Autobiografía en secreto de Amanda Da Silva, cap. 2.8 «¿El Señor es contigo?»

Autobiografía en secreto de Amanda Da Silva, cap. 2.8 «¿El Señor es contigo?»

VIII

¿El Señor es contigo?


De la lágrima a la lágrima, del dolor al dolor, de la vida a la muerte.

Las calles sonaban de lágrimas; a la intemperie los ojos convertidos en huecos vacíos de luz y de esperanzas miraban sin poder creer lo que veían. Los altares como erupciones asustadas brotaban rabiosos por doquier para llorar la amargura de esa impensada muerte.

“¡Ha muerto Evita!”, gritó la jorobadita que tenía prohibido hablar en ese claustro de oscuridades, desde una ventana que daba al patio central del colegio. Amanda vio salir de la boca de la Hermana esas tres palabras como tres rudos piedrazos, golpes como del odio de Dios, así de fuertes.

“Ha muerto Evita”, tres sencillas palabras. Tres, el número trágico. Tres golpes del destino. Tres veces te negará Pedro antes que cante el gallo. Tres preguntas sin respuesta. Tres veces tres. Treinta y tres, la edad de la muerta. “Como la de Cristo”, se dijo como al pasar, sin que sirviera de consuelo.

Las flores como meteoros de infinitos colores lucían a lo largo y a lo ancho de las calles vaciando de grises la ciudad de las lágrimas.

Sonaban los llantos en las cuatro latitudes. Amanda no se resistió a aquel murmullo luctuoso que subía por las avenidas y llegaba al colegio trepando las paredes, humana turbulencia de congojas sinceras. Lágrimas de rudos proletarios: roca y diamante, metal y espuma.

Vio a la monjita llorar sin remedio mientras otra vieja rezaba una oración indescifrable y besaba una estampita prodigiosa con una siempre rubia y sonriente santa iluminada.

De la lágrima a la lágrima, del dolor al dolor, de la vida a la muerte.

Alguien sonó una música fúnebre, una escalada de espinas entre el trueno enrarecido de los fúnebres sones. Fueron violines en cautiverio los que despedían la brevedad de esa primavera de los desposeídos. Se dijo sin voz, sin paz, hundiendo apenas la lengua en las palabras: “Llena eras de gracia. ¿El Señor es contigo?”

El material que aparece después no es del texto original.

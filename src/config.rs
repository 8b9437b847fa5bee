use std::env;
use std::path::PathBuf;
use std::time::Duration;

const DEFAULT_SITE_BASE: &str = "https://site.api.espn.com/apis";
const DEFAULT_WEB_BASE: &str = "https://site.web.api.espn.com/apis";
const APP_DIR: &str = "gridiron_paths";
const STORE_FILE: &str = "store.sqlite";

#[derive(Debug, Clone, Copy, PartialEq, Eq)]
pub enum SourceKind {
    Espn,
    Fake,
}

#[derive(Debug, Clone)]
pub struct GameConfig {
    pub source: SourceKind,
    pub site_base: String,
    pub web_base: String,
    pub http_timeout: Duration,
    pub retry: RetryPolicy,
    pub fetch_parallelism: usize,
    pub search_debounce: Duration,
    pub search_limit: usize,
    pub master_team_count: usize,
    pub store_path: Option<PathBuf>,
}

/// Linear backoff: attempt `n` (zero based) waits `base_delay * (n + 1)`
/// before retrying.
#[derive(Debug, Clone, Copy, PartialEq, Eq)]
pub struct RetryPolicy {
    pub retries: u32,
    pub base_delay: Duration,
}

impl Default for RetryPolicy {
    fn default() -> Self {
        Self {
            retries: 2,
            base_delay: Duration::from_millis(1000),
        }
    }
}

impl RetryPolicy {
    pub fn none() -> Self {
        Self {
            retries: 0,
            base_delay: Duration::ZERO,
        }
    }

    pub fn delay_for(&self, attempt: u32) -> Duration {
        self.base_delay * (attempt + 1)
    }
}

impl Default for GameConfig {
    fn default() -> Self {
        Self {
            source: SourceKind::Espn,
            site_base: DEFAULT_SITE_BASE.to_string(),
            web_base: DEFAULT_WEB_BASE.to_string(),
            http_timeout: Duration::from_secs(10),
            retry: RetryPolicy::default(),
            fetch_parallelism: 6,
            search_debounce: Duration::from_millis(300),
            search_limit: 10,
            master_team_count: 8,
            store_path: default_store_path(),
        }
    }
}

impl GameConfig {
    pub fn from_env() -> Self {
        let defaults = Self::default();
        let source = match env::var("DATA_SOURCE")
            .unwrap_or_default()
            .trim()
            .to_ascii_lowercase()
            .as_str()
        {
            "fake" | "offline" => SourceKind::Fake,
            _ => SourceKind::Espn,
        };
        let site_base = env_string("ESPN_SITE_BASE").unwrap_or(defaults.site_base);
        let web_base = env_string("ESPN_WEB_BASE").unwrap_or(defaults.web_base);
        let http_timeout = Duration::from_secs(env_parse("HTTP_TIMEOUT_SECS", 10u64).clamp(2, 60));
        let retry = RetryPolicy {
            retries: env_parse("FETCH_RETRIES", 2u32).min(5),
            base_delay: Duration::from_millis(env_parse("FETCH_RETRY_BASE_MS", 1000u64).min(10_000)),
        };
        let fetch_parallelism = env_parse("FETCH_PARALLELISM", 6usize).clamp(2, 32);
        let search_debounce =
            Duration::from_millis(env_parse("SEARCH_DEBOUNCE_MS", 300u64).clamp(50, 2000));
        let search_limit = env_parse("SEARCH_LIMIT", 10usize).clamp(1, 25);
        let master_team_count = env_parse("MASTER_TEAM_COUNT", 8usize).clamp(1, 32);
        let store_path = env_string("GAME_STORE_PATH")
            .map(PathBuf::from)
            .or(defaults.store_path);

        Self {
            source,
            site_base: site_base.trim_end_matches('/').to_string(),
            web_base: web_base.trim_end_matches('/').to_string(),
            http_timeout,
            retry,
            fetch_parallelism,
            search_debounce,
            search_limit,
            master_team_count,
            store_path,
        }
    }
}

pub fn app_data_dir() -> Option<PathBuf> {
    if let Some(base) = env_string("XDG_DATA_HOME") {
        return Some(PathBuf::from(base).join(APP_DIR));
    }
    let home = env_string("HOME")?;
    Some(PathBuf::from(home).join(".local").join("share").join(APP_DIR))
}

fn default_store_path() -> Option<PathBuf> {
    app_data_dir().map(|dir| dir.join(STORE_FILE))
}

fn env_string(name: &str) -> Option<String> {
    env::var(name)
        .ok()
        .map(|v| v.trim().to_string())
        .filter(|v| !v.is_empty())
}

fn env_parse<T: std::str::FromStr>(name: &str, default: T) -> T {
    env::var(name)
        .ok()
        .and_then(|val| val.trim().parse::<T>().ok())
        .unwrap_or(default)
}

#[cfg(test)]
mod tests {
    use std::time::Duration;

    use super::RetryPolicy;

    #[test]
    fn retry_delays_grow_linearly() {
        let policy = RetryPolicy::default();
        assert_eq!(policy.retries, 2);
        assert_eq!(policy.delay_for(0), Duration::from_secs(1));
        assert_eq!(policy.delay_for(1), Duration::from_secs(2));
    }
}
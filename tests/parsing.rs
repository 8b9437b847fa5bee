use std::fs;
use std::path::PathBuf;

use gridiron_paths::career::build_game_player;
use gridiron_paths::espn::{
    headshot_url, parse_athlete_bio_json, parse_athlete_detail_json, parse_depth_chart_json,
    parse_roster_json, parse_search_json, parse_teams_json,
};
use gridiron_paths::model::StopKind;
use gridiron_paths::pool::{experienced_players, starters_from_depth_chart};

fn read_fixture(name: &str) -> String {
    let mut path = PathBuf::from(env!("CARGO_MANIFEST_DIR"));
    path.push("tests");
    path.push("fixtures");
    path.push(name);
    fs::read_to_string(path).expect("fixture file should be readable")
}

#[test]
fn parses_teams_fixture() {
    let raw = read_fixture("teams.json");
    let teams = parse_teams_json(&raw).expect("fixture should parse");
    assert_eq!(teams.len(), 3, "duplicate team ids are dropped");
    assert_eq!(teams[0].id, "12");
    assert_eq!(teams[0].abbreviation, "KC");
    assert!(teams[0].logo.ends_with("kc.png"));
    assert_eq!(teams[1].id, "28");
    assert_eq!(teams[1].name, "Washington Commanders");
    assert_eq!(teams[2].name, "Bills");
}

#[test]
fn parses_roster_fixture() {
    let raw = read_fixture("roster.json");
    let roster = parse_roster_json(&raw).expect("fixture should parse");
    assert_eq!(roster.len(), 3);
    assert_eq!(roster[0].full_name, "Patrick Mahomes");
    assert_eq!(roster[0].experience_years, 8);
    assert_eq!(roster[1].id, "4686453");
    assert_eq!(roster[1].headshot, headshot_url("4686453"));
    assert_eq!(roster[2].full_name, "Harrison Butker");
    assert_eq!(roster[2].experience_years, 8);

    let experienced = experienced_players(&roster);
    let ids: Vec<&str> = experienced.iter().map(|p| p.id.as_str()).collect();
    assert_eq!(ids, vec!["3139477", "15683"]);
}

#[test]
fn parses_depth_chart_fixture() {
    let raw = read_fixture("depth_chart.json");
    let chart = parse_depth_chart_json(&raw).expect("fixture should parse");

    let qb = chart.slot("qb").expect("qb slot");
    assert_eq!(qb.len(), 2);
    assert_eq!(qb[0].full_name, "Starter Quarterback");
    assert_eq!(chart.slot("wr1").expect("wr1")[0].id, "3");
    assert_eq!(chart.slot("wr1").expect("wr1")[0].headshot, "https://example.test/3.png");
    assert!(chart.slot("te").expect("te").is_empty());
    assert_eq!(chart.slot("pk").expect("pk")[0].id, "15683");
    let keys: Vec<&str> = chart.slots.iter().map(|(k, _)| k.as_str()).collect();
    assert_eq!(keys, vec!["qb", "te", "wr1", "pk"], "sorted within each group, first group wins");

    let starters = starters_from_depth_chart(&chart, &["qb", "rb", "wr1", "te"]);
    let ids: Vec<&str> = starters.iter().map(|p| p.id.as_str()).collect();
    assert_eq!(ids, vec!["1", "3"]);
    assert_eq!(starters[0].position, "QB");
    assert_eq!(starters[1].position, "WR");
}

#[test]
fn parses_athlete_detail_and_bio_into_a_career() {
    let detail = parse_athlete_detail_json(&read_fixture("athlete_detail.json")).expect("detail");
    assert_eq!(detail.id, "3121422");
    assert_eq!(detail.position, "WR");
    let college = detail.college.clone().expect("college");
    assert_eq!(college.id.as_deref(), Some("194"));
    assert_eq!(college.name, "Ohio State");

    let bio = parse_athlete_bio_json(&read_fixture("athlete_bio.json")).expect("bio");
    assert_eq!(bio.team_history.len(), 3);
    assert_eq!(bio.team_history[2].team_id.as_deref(), Some("28"));

    let player = build_game_player(&detail, &bio).expect("playable");
    assert_eq!(player.career_path.len(), 2);
    assert_eq!(player.career_path[0].kind, StopKind::College);
    assert_eq!(player.career_path[0].name, "Ohio State");
    assert_eq!(player.career_path[1].kind, StopKind::Affiliation);
    assert_eq!(player.career_path[1].seasons, "2019-2024");
    assert_eq!(player.career_path[1].name, "Washington Commanders");
}

#[test]
fn parses_search_fixture() {
    let raw = read_fixture("search.json");
    let results = parse_search_json(&raw).expect("fixture should parse");
    assert_eq!(results.len(), 2);
    assert_eq!(results[0].team_name, "Kansas City Chiefs");
    assert_eq!(results[1].id, "4372016");
    assert_eq!(results[1].team_name, "");
}

#[test]
fn empty_bodies_are_empty_not_errors() {
    assert!(parse_teams_json("").expect("teams").is_empty());
    assert!(parse_roster_json("null").expect("roster").is_empty());
    assert!(parse_athlete_bio_json("  ").expect("bio").team_history.is_empty());
    assert!(parse_athlete_detail_json("").is_err());
    assert!(parse_search_json("{not json").is_err());
}
use std::collections::HashMap;
use std::path::Path;
use std::sync::Mutex;

use anyhow::{Context, Result, anyhow};
use chrono::Utc;
use rusqlite::{Connection, OptionalExtension, params};

pub trait DurableStore: Send + Sync {
    fn get(&self, key: &str) -> Result<Option<String>>;
    fn set(&self, key: &str, value: &str) -> Result<()>;
    fn remove(&self, key: &str) -> Result<()>;
}

/// Run a storage operation whose failure must not propagate. The failure is
/// logged and the caller gets `None`.
pub fn best_effort<T>(what: &str, result: Result<T>) -> Option<T> {
    match result {
        Ok(value) => Some(value),
        Err(err) => {
            log::warn!("{what} failed: {err:#}");
            None
        }
    }
}

pub struct SqliteStore {
    conn: Mutex<Connection>,
}

impl SqliteStore {
    pub fn open(path: &Path) -> Result<Self> {
        if let Some(parent) = path.parent() {
            std::fs::create_dir_all(parent).ok();
        }
        let conn = Connection::open(path)
            .with_context(|| format!("open sqlite store {}", path.display()))?;
        init_schema(&conn)?;
        Ok(Self {
            conn: Mutex::new(conn),
        })
    }

    pub fn open_in_memory() -> Result<Self> {
        let conn = Connection::open_in_memory().context("open in-memory sqlite store")?;
        init_schema(&conn)?;
        Ok(Self {
            conn: Mutex::new(conn),
        })
    }

    fn with_conn<T>(&self, action: impl FnOnce(&Connection) -> Result<T>) -> Result<T> {
        let conn = self
            .conn
            .lock()
            .map_err(|_| anyhow!("sqlite store lock poisoned"))?;
        action(&conn)
    }
}

fn init_schema(conn: &Connection) -> Result<()> {
    conn.execute_batch(
        r#"
        CREATE TABLE IF NOT EXISTS kv (
            key TEXT PRIMARY KEY,
            value TEXT NOT NULL,
            updated_at TEXT NOT NULL
        );
        "#,
    )
    .context("create sqlite schema")?;
    Ok(())
}

impl DurableStore for SqliteStore {
    fn get(&self, key: &str) -> Result<Option<String>> {
        self.with_conn(|conn| {
            conn.query_row("SELECT value FROM kv WHERE key = ?1", params![key], |row| {
                row.get::<_, String>(0)
            })
            .optional()
            .with_context(|| format!("read key {key}"))
        })
    }

    fn set(&self, key: &str, value: &str) -> Result<()> {
        self.with_conn(|conn| {
            conn.execute(
                r#"
                INSERT INTO kv (key, value, updated_at) VALUES (?1, ?2, ?3)
                ON CONFLICT(key) DO UPDATE SET value = excluded.value, updated_at = excluded.updated_at
                "#,
                params![key, value, Utc::now().to_rfc3339()],
            )
            .with_context(|| format!("write key {key}"))?;
            Ok(())
        })
    }

    fn remove(&self, key: &str) -> Result<()> {
        self.with_conn(|conn| {
            conn.execute("DELETE FROM kv WHERE key = ?1", params![key])
                .with_context(|| format!("remove key {key}"))?;
            Ok(())
        })
    }
}

/// Process-local store, used when no data directory is available and in tests.
#[derive(Default)]
pub struct MemoryStore {
    entries: Mutex<HashMap<String, String>>,
}

impl MemoryStore {
    pub fn new() -> Self {
        Self::default()
    }

    pub fn len(&self) -> usize {
        self.entries.lock().map(|e| e.len()).unwrap_or(0)
    }

    pub fn is_empty(&self) -> bool {
        self.len() == 0
    }
}

impl DurableStore for MemoryStore {
    fn get(&self, key: &str) -> Result<Option<String>> {
        let entries = self
            .entries
            .lock()
            .map_err(|_| anyhow!("memory store lock poisoned"))?;
        Ok(entries.get(key).cloned())
    }

    fn set(&self, key: &str, value: &str) -> Result<()> {
        let mut entries = self
            .entries
            .lock()
            .map_err(|_| anyhow!("memory store lock poisoned"))?;
        entries.insert(key.to_string(), value.to_string());
        Ok(())
    }

    fn remove(&self, key: &str) -> Result<()> {
        let mut entries = self
            .entries
            .lock()
            .map_err(|_| anyhow!("memory store lock poisoned"))?;
        entries.remove(key);
        Ok(())
    }
}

“Han muerto todos los jazmines”, se oyó gritar desde la amargura de ese campanario en sombras, un recinto agotado de flores y estandartes.

“Han muerto todos los rosales”, y no una muerte sino todas, juntas, en ese justo momento, en racimos de muertes.

No habrá más primaveras, lloraron espantados.

La muchedumbre rezaba palpitando un océano de lágrimas bajo el desvelo de una lluvia de fríos y lamentos; eran los mismos seres que llegaron entonces a lomo de pisadas, de gastados zapatos, de kilómetros de caminata de los suburbios lejanos, donde ella misma había nacido, y se lavaron las patas en la redonda fuente de la histórica plaza. Miraban absortos el tamaño descomunal de esa desgracia tan recién llegados desde los barrios como entonces. Repetían tres veces como sonámbulos

“Ha muerto Evita.”

“Ha muerto Evita.”

“Ha muerto Evita.”

Y cada uno se interrogaba entre sus angustias tres veces: “¿qué será de mí si ya no estás a mi lado?

(Por un corredor estrecho y desconocido, el monstruo de mortajas afilaba sus puñales, al tiempo que sonreía “¡Viva el cáncer!”, y esperaba agazapado el momento seguro para lanzar sus crímenes desde el mismísimo cielo y extenuar la sangre de los esperanzados bajo un racimo de bombas increíbles.

La muerte llegaría entonces volando en sus alas coléricas, en sus vientos de ira, en sus odios mortales.)